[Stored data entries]

■ ■ ■

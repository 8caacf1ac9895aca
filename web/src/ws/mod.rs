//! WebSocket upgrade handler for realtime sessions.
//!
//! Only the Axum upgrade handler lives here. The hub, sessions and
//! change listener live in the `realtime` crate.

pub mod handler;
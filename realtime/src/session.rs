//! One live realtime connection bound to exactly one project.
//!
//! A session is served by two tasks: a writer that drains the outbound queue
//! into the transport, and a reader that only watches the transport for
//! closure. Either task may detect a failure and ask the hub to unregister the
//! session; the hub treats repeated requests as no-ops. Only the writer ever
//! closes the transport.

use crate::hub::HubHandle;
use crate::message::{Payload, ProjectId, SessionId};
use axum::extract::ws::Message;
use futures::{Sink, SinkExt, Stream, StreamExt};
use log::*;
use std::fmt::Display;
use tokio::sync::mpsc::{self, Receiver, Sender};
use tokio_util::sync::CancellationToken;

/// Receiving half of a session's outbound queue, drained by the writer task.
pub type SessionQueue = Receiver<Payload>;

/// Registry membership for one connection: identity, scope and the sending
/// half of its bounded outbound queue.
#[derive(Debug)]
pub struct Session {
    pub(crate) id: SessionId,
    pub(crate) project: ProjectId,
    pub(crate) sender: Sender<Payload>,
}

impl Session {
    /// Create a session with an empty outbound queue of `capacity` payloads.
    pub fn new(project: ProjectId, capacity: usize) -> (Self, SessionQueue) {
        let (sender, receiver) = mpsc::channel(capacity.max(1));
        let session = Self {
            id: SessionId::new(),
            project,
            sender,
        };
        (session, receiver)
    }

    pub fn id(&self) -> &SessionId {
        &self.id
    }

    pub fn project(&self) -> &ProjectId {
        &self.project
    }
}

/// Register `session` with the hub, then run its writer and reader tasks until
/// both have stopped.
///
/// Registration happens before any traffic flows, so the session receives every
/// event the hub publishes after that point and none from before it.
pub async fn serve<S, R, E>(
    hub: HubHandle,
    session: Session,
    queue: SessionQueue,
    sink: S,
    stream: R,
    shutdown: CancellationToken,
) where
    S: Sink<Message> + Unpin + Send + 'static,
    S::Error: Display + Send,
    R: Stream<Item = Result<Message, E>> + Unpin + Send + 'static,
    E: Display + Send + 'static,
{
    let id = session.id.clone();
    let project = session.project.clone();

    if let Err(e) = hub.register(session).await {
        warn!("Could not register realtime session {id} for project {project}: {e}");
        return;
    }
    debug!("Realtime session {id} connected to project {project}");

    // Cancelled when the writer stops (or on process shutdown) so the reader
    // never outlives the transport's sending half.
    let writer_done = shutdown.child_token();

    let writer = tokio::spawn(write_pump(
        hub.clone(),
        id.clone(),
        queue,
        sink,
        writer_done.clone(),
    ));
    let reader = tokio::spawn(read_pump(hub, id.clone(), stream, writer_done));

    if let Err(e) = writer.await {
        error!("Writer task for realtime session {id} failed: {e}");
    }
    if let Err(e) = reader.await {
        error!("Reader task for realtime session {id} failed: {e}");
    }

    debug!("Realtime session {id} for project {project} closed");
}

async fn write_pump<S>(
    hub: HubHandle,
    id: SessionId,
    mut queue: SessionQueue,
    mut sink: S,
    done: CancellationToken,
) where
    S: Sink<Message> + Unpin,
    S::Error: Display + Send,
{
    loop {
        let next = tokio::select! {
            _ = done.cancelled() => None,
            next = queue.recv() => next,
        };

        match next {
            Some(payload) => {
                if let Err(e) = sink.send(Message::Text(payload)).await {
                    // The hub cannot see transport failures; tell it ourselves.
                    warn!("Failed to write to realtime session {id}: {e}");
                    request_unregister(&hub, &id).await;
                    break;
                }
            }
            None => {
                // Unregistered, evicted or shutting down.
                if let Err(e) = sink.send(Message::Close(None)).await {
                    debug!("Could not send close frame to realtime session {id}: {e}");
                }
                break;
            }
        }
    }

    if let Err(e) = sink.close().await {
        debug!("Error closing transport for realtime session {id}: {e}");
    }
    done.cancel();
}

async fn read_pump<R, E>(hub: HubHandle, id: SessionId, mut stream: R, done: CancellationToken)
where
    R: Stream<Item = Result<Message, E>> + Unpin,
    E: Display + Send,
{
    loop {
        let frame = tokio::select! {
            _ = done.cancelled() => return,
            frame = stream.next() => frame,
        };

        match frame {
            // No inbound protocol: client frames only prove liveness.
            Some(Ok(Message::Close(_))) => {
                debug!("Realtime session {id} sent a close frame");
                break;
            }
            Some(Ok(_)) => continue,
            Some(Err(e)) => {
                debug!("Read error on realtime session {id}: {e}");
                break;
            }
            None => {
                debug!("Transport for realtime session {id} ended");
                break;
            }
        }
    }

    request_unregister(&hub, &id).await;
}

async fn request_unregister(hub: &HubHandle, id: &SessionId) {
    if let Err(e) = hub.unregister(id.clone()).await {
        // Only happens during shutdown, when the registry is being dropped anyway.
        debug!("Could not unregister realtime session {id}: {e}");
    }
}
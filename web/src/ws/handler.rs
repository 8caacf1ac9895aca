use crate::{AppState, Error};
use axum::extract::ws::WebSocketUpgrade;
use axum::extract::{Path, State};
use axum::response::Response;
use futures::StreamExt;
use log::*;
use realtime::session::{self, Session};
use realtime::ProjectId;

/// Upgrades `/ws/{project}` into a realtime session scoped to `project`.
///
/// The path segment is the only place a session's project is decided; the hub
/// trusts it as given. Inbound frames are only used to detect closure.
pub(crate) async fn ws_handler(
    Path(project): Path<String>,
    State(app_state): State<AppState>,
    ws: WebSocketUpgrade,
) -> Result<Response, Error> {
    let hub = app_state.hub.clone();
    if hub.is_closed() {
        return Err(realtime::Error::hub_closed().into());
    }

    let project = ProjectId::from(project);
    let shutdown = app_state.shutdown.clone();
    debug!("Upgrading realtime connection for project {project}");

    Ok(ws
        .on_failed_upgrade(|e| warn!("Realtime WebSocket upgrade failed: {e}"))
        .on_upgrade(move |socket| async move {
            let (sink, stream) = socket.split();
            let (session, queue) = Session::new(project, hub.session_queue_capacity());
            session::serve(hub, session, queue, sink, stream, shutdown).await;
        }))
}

■ ■ ■

● DIRECTIONS:
Each line of the data that contains "static" belongs in the answer.

● OUTPUT OF THE EXERCISE:
    S: Sink<Message> + Unpin + Send + 'static,
    R: Stream<Item = Result<Message, E>> + Unpin + Send + 'static,
    E: Display + Send + 'static,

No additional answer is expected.